**WHAT TO WORK ON**. Scan the material for "days". Copy every line it appears in.

**EXERCISE MATERIALS**.
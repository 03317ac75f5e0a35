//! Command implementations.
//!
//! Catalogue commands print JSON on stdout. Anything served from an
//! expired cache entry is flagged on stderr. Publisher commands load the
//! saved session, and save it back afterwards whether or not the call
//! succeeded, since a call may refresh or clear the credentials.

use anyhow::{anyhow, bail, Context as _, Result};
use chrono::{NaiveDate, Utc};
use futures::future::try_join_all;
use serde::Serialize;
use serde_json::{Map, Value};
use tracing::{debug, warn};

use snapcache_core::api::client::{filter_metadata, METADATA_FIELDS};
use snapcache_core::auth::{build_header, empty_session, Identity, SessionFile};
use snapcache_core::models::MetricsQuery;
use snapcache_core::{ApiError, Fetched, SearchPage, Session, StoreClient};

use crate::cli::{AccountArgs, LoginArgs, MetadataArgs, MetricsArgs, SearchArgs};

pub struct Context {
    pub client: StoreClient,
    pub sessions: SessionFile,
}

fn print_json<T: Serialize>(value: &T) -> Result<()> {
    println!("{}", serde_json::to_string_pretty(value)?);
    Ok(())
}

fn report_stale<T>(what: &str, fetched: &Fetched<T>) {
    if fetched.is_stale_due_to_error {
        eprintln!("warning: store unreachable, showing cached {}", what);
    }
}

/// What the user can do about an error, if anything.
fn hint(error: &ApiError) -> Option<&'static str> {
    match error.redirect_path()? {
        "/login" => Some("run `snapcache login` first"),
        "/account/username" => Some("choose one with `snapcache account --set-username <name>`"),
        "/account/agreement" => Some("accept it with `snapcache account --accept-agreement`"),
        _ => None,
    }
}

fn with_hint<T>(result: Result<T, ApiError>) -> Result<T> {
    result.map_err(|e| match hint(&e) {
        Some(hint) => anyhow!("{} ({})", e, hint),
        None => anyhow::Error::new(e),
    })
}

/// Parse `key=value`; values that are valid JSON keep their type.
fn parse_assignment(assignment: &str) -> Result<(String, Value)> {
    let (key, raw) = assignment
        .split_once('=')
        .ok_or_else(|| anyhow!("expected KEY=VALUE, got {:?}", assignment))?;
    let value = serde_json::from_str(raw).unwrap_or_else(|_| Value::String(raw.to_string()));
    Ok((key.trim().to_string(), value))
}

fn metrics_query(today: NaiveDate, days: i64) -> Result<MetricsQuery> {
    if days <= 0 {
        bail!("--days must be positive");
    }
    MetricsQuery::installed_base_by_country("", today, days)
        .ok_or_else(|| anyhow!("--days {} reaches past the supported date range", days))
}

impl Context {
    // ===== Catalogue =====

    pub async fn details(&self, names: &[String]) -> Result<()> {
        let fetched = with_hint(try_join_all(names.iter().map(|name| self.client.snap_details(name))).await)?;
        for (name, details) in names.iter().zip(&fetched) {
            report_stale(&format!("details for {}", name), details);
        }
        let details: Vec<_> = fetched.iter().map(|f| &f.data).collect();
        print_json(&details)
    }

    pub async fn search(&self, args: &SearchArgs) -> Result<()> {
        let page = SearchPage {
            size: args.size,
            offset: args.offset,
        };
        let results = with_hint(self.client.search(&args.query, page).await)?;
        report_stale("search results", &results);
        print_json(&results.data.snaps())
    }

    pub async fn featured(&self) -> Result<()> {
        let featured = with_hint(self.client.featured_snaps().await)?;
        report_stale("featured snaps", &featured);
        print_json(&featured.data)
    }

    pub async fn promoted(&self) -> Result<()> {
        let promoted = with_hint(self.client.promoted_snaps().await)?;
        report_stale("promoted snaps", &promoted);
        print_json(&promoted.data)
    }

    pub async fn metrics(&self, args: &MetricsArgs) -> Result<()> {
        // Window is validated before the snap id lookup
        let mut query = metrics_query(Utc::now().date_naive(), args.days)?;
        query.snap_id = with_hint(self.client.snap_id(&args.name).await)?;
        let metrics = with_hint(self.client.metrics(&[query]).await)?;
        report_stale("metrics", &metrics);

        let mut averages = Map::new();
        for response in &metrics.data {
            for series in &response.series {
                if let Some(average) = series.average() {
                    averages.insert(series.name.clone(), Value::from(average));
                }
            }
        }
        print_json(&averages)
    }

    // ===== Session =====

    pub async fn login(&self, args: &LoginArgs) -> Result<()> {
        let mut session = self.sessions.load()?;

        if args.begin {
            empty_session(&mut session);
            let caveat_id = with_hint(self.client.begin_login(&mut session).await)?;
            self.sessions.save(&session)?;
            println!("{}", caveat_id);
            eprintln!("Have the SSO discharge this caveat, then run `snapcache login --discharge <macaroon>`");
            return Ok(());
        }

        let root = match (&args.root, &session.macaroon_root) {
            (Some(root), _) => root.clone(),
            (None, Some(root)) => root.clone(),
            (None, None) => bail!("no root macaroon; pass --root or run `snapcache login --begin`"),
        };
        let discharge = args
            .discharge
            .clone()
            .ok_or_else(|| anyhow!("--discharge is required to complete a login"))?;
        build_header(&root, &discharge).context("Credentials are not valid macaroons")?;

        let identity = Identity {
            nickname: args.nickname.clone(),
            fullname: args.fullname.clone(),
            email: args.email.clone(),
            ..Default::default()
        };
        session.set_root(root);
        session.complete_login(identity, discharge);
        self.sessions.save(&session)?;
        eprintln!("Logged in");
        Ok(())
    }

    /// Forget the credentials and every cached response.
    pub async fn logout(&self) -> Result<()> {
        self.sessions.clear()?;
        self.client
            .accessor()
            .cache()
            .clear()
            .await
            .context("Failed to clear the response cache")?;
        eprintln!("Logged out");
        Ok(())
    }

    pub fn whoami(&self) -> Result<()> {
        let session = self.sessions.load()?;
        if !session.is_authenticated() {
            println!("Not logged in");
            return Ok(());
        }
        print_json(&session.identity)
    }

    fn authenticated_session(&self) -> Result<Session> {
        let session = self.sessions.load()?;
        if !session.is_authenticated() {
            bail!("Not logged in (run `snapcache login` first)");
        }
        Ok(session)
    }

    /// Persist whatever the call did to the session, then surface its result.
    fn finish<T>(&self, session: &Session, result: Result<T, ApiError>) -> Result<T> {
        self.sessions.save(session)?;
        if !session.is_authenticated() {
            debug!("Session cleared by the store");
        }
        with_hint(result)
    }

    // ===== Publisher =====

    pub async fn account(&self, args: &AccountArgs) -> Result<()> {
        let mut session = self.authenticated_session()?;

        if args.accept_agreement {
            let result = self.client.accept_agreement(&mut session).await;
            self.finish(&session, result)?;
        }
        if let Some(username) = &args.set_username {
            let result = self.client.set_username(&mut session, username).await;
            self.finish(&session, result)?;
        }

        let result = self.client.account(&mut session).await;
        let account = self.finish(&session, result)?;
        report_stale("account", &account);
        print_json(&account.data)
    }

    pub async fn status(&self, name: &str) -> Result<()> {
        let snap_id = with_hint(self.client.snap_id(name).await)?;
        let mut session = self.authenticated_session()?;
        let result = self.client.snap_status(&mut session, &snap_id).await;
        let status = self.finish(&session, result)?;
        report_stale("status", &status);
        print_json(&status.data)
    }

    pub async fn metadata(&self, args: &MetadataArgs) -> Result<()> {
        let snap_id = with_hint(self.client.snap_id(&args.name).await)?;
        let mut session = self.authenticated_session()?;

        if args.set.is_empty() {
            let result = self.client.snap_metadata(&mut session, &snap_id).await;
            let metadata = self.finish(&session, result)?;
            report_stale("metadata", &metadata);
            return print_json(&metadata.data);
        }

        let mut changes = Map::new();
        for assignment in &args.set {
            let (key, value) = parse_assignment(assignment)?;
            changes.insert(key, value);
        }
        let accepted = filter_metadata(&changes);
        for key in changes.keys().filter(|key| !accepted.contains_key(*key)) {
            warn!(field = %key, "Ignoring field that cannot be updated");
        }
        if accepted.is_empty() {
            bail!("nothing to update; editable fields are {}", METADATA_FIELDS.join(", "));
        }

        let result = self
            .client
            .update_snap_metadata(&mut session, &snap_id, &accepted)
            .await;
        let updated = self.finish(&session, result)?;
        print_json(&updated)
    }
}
==
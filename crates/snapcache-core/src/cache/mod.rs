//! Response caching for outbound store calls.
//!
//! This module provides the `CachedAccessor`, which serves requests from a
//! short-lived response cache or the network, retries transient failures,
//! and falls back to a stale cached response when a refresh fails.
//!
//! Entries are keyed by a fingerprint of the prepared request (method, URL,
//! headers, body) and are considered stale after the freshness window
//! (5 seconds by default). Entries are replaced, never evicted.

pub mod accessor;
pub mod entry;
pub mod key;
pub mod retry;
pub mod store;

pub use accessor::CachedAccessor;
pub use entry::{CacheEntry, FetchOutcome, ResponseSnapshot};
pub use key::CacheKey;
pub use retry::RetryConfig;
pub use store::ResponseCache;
==
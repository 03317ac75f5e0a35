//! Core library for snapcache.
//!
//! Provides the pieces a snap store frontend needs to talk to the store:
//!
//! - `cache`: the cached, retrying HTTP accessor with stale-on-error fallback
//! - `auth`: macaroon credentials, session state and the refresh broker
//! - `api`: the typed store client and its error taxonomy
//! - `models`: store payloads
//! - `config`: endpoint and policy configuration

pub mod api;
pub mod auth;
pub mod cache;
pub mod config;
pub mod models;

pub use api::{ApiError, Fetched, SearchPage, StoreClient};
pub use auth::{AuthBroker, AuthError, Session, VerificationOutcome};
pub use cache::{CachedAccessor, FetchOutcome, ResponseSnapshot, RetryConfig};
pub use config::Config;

**SOLUTION FOR THIS TASK**.
fn metrics_query(today: NaiveDate, days: i64) -> Result<MetricsQuery> {
    if days <= 0 {
        bail!("--days must be positive");
    MetricsQuery::installed_base_by_country("", today, days)
        .ok_or_else(|| anyhow!("--days {} reaches past the supported date range", days))
        let mut query = metrics_query(Utc::now().date_naive(), args.days)?;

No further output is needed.